Brazilian computer scientist

Jayme Luiz Szwarcfiter (born July 5, 1942, in Rio de Janeiro) is a computer scientist in Brazil.

==Biography==
Szwarcfiter graduated in 1967 in electronic engineering from the Federal University of Rio de Janeiro (UFRJ). He received his MA in 1971 from COPPE. In 1975 he obtained his PhD in computer science from the University of Newcastle Upon Tyne, England, under supervision of Leslie Blackett Wilson. He is currently a professor emeritus at UFRJ. The Journal of the Brazilian Computer Society dedicated a special edition in 2001 to Szwarcfiter's major publications.

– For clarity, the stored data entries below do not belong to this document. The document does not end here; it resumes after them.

//! Chip model abstraction
//!
//! Defines the interface shared by every sound-chip variant and the
//! [`ChipKind`] factory used by container parsers to instantiate units.

use crate::fm::Fm;
use crate::psg::{Psg, PsgVariant};
use crate::voice::VoiceMask;
use crate::wavetable::Wavetable;
use crate::Result;
use std::fmt;

/// One stereo output frame (left + right) in signed 16-bit PCM.
#[derive(Debug, Clone, Copy, Default, PartialEq, Eq, Hash)]
pub struct StereoFrame {
    /// Left channel sample
    pub left: i16,
    /// Right channel sample
    pub right: i16,
}

impl StereoFrame {
    /// A frame of digital silence.
    pub const SILENCE: StereoFrame = StereoFrame { left: 0, right: 0 };

    /// Create a frame from left and right samples.
    #[inline]
    pub const fn new(left: i16, right: i16) -> Self {
        Self { left, right }
    }

    /// Build a frame from wide intermediate values, saturating to 16 bits.
    #[inline]
    pub fn saturating(left: i32, right: i32) -> Self {
        Self {
            left: left.clamp(i16::MIN as i32, i16::MAX as i32) as i16,
            right: right.clamp(i16::MIN as i32, i16::MAX as i32) as i16,
        }
    }

    /// Whether both channels are zero.
    #[inline]
    pub fn is_silent(&self) -> bool {
        self.left == 0 && self.right == 0
    }
}

/// Result of a register write that did not violate the chip contract.
#[derive(Debug, Clone, Copy, PartialEq, Eq)]
pub enum WriteOutcome {
    /// The write was stored and will shape the next render.
    Applied,
    /// The register is reserved by this variant; the value was accepted
    /// (and is readable back) but has no audible effect.
    Tolerated(&'static str),
}

impl WriteOutcome {
    /// Warning text for tolerated writes.
    pub fn warning(&self) -> Option<&'static str> {
        match self {
            WriteOutcome::Applied => None,
            WriteOutcome::Tolerated(msg) => Some(msg),
        }
    }
}

/// Common interface for all sound-chip variants.
///
/// A model owns its entire register file and oscillator state. Writes take
/// effect on the next call to [`render_into`](ChipModel::render_into); rendering
/// is deterministic and never depends on hidden randomness.
///
/// # Example
///
/// ```
/// use chiptrack_core::{ChipKind, ChipModel, StereoFrame};
///
/// fn render_block(chip: &mut dyn ChipModel) -> Vec<StereoFrame> {
///     chip.reset();
///     chip.render(128, 48_000)
/// }
///
/// let mut fm = ChipKind::Fm.build(3_579_545);
/// assert_eq!(render_block(fm.as_mut()).len(), 128);
/// ```
pub trait ChipModel: Send {
    /// Variant of this model.
    fn kind(&self) -> ChipKind;

    /// Restore the documented power-on state.
    ///
    /// Clears the register file, oscillator phases, envelopes and output
    /// filters. Voice mask and stereo depth are user settings and survive.
    fn reset(&mut self);

    /// Write a register.
    ///
    /// # Arguments
    ///
    /// * `register` - Register address, `0..register_count()`
    /// * `value` - Raw register value
    ///
    /// # Errors
    ///
    /// [`ChipError::InvalidRegister`](crate::ChipError::InvalidRegister) when
    /// the address is outside the declared range.
    fn write(&mut self, register: u16, value: u8) -> Result<WriteOutcome>;

    /// Read back the stored value of a register, `None` when out of range.
    fn read_register(&self, register: u16) -> Option<u8>;

    /// Number of addressable registers.
    fn register_count(&self) -> u16 {
        self.kind().register_count()
    }

    /// Render exactly `out.len()` frames at `sample_rate`.
    fn render_into(&mut self, out: &mut [StereoFrame], sample_rate: u32);

    /// Render `frame_count` frames into a new buffer.
    fn render(&mut self, frame_count: usize, sample_rate: u32) -> Vec<StereoFrame> {
        let mut frames = vec![StereoFrame::SILENCE; frame_count];
        self.render_into(&mut frames, sample_rate);
        frames
    }

    /// Number of independently mutable voices.
    fn voice_count(&self) -> usize;

    /// Display name of a voice, `None` when out of range.
    fn voice_name(&self, voice: usize) -> Option<&'static str>;

    /// Mute the voices set in `mask` (set bit = muted).
    fn set_voice_mask(&mut self, mask: VoiceMask);

    /// Currently muted voices.
    fn voice_mask(&self) -> VoiceMask;

    /// Scale per-voice panning; `0.0` is mono, `1.0` the variant's full spread.
    fn set_stereo_depth(&mut self, depth: f32);
}

/// Chip variants understood by the container format.
#[derive(Debug, Clone, Copy, PartialEq, Eq, Hash)]
pub enum ChipKind {
    /// General Instrument AY-3-8910 style PSG (16-step volume curve)
    Ay38910,
    /// Yamaha YM2149 style PSG (32-step volume curve)
    Ym2149,
    /// 5-voice wavetable chip (Konami SCC layout)
    Wavetable,
    /// 6-voice two-operator FM chip
    Fm,
}

impl ChipKind {
    /// All variants, in wire-code order.
    pub const ALL: [ChipKind; 4] = [
        ChipKind::Ay38910,
        ChipKind::Ym2149,
        ChipKind::Wavetable,
        ChipKind::Fm,
    ];

    /// Decode the container's chip kind byte.
    pub fn from_code(code: u8) -> Option<Self> {
        match code {
            0 => Some(ChipKind::Ay38910),
            1 => Some(ChipKind::Ym2149),
            2 => Some(ChipKind::Wavetable),
            3 => Some(ChipKind::Fm),
            _ => None,
        }
    }

    /// Container chip kind byte.
    pub fn code(&self) -> u8 {
        match self {
            ChipKind::Ay38910 => 0,
            ChipKind::Ym2149 => 1,
            ChipKind::Wavetable => 2,
            ChipKind::Fm => 3,
        }
    }

    /// Human-readable chip name.
    pub fn name(&self) -> &'static str {
        match self {
            ChipKind::Ay38910 => "AY-3-8910",
            ChipKind::Ym2149 => "YM2149",
            ChipKind::Wavetable => "Wavetable",
            ChipKind::Fm => "FM",
        }
    }

    /// Number of registers the variant declares.
    pub fn register_count(&self) -> u16 {
        match self {
            ChipKind::Ay38910 | ChipKind::Ym2149 => crate::psg::REGISTER_COUNT,
            ChipKind::Wavetable => crate::wavetable::REGISTER_COUNT,
            ChipKind::Fm => crate::fm::REGISTER_COUNT,
        }
    }

    /// Number of voices the variant exposes.
    pub fn voice_count(&self) -> usize {
        match self {
            ChipKind::Ay38910 | ChipKind::Ym2149 => crate::psg::NUM_VOICES,
            ChipKind::Wavetable => crate::wavetable::NUM_VOICES,
            ChipKind::Fm => crate::fm::NUM_VOICES,
        }
    }

    /// Instantiate a model of this kind at the given master clock.
    pub fn build(&self, master_clock: u32) -> Box<dyn ChipModel> {
        match self {
            ChipKind::Ay38910 => Box::new(Psg::new(PsgVariant::Ay38910, master_clock)),
            ChipKind::Ym2149 => Box::new(Psg::new(PsgVariant::Ym2149, master_clock)),
            ChipKind::Wavetable => Box::new(Wavetable::new(master_clock)),
            ChipKind::Fm => Box::new(Fm::new(master_clock)),
        }
    }
}

impl fmt::Display for ChipKind {
    fn fmt(&self, f: &mut fmt::Formatter<'_>) -> fmt::Result {
        f.write_str(self.name())
    }
}
#![warn(missing_docs)]

//! # eggtimer
//!
//! A single-screen terminal egg timer built on [bubbletea-rs](https://github.com/whit3rabbit/bubbletea-rs):
//! pick a duration with a slider, start the countdown, and get a desktop
//! notification when it finishes.
//!
//! Every piece follows the Elm Architecture: models own their state,
//! `update()` consumes messages and returns commands, `view()` renders a
//! string. The pieces compose into [`app::App`], the model the binary runs.
//!
//! ## Components
//!
//! | Module | Description |
//! |--------|-------------|
//! | `countdown` | The timer state machine: duration, once-per-second ticks, Idle/Running phase |
//! | `slider` | Bounded duration control (0–15 minutes) rendered as a bar |
//! | `notify` | Notification sink trait and the desktop implementation |
//! | `key` | Type-safe key bindings with help text |
//! | `help` | Single-line help footer generated from bindings |
//! | `app` | The screen itself, wiring the above together |
//!
//! ## Quick Start
//!
//! ```rust,no_run
//! use bubbletea_rs::Program;
//! use eggtimer::app::App;
//!
//! # async fn run() -> Result<(), Box<dyn std::error::Error>> {
//! let program = Program::<App>::builder().alt_screen(true).build()?;
//! program.run().await?;
//! # Ok(())
//! # }
//! ```

pub mod app;
pub mod countdown;
pub mod help;
pub mod key;
pub mod notify;
pub mod slider;

pub use app::App;
pub use countdown::{
    format_clock, new as countdown_new, CompletedMsg as CountdownCompletedMsg,
    Model as Countdown, Phase, StartError, TickMsg as CountdownTickMsg,
};
pub use help::Model as HelpModel;
pub use key::{Binding, Help as KeyHelp, KeyPress};
pub use notify::{DesktopNotifier, Notifier, NotifyError, COMPLETION_NOTIFICATION_ID};
pub use slider::{new as slider_new, Model as Slider};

Among others, he has written joint articles with Donald E. Knuth and Christos Papadimitriou.

==Awards==
He received the Award of Scientific Merit from the Brazilian Computer Society in 2005. In April 2006 he won the Almirante Álvaro Alberto prize in computer science, one of the most important academic recognitions in Brazil. Szwarcfiter is also one of the recipients of the Ordem Nacional do Mérito Científico (National Order of Scientific Merit).
In 2011, Prof. Szwarcfiter was elected a Member of the Brazilian Academy of Sciences.

==Books==
- Markenzon, Lilian (1997). "Estruturas de Dados e seus Algoritmos"
- Szwarcfiter, Jayme Luiz (1988). "Grafos e algoritmos computacionais"
- Szwarcfiter, Jayme Luiz (2018). "Teoria Computacional de Grafos"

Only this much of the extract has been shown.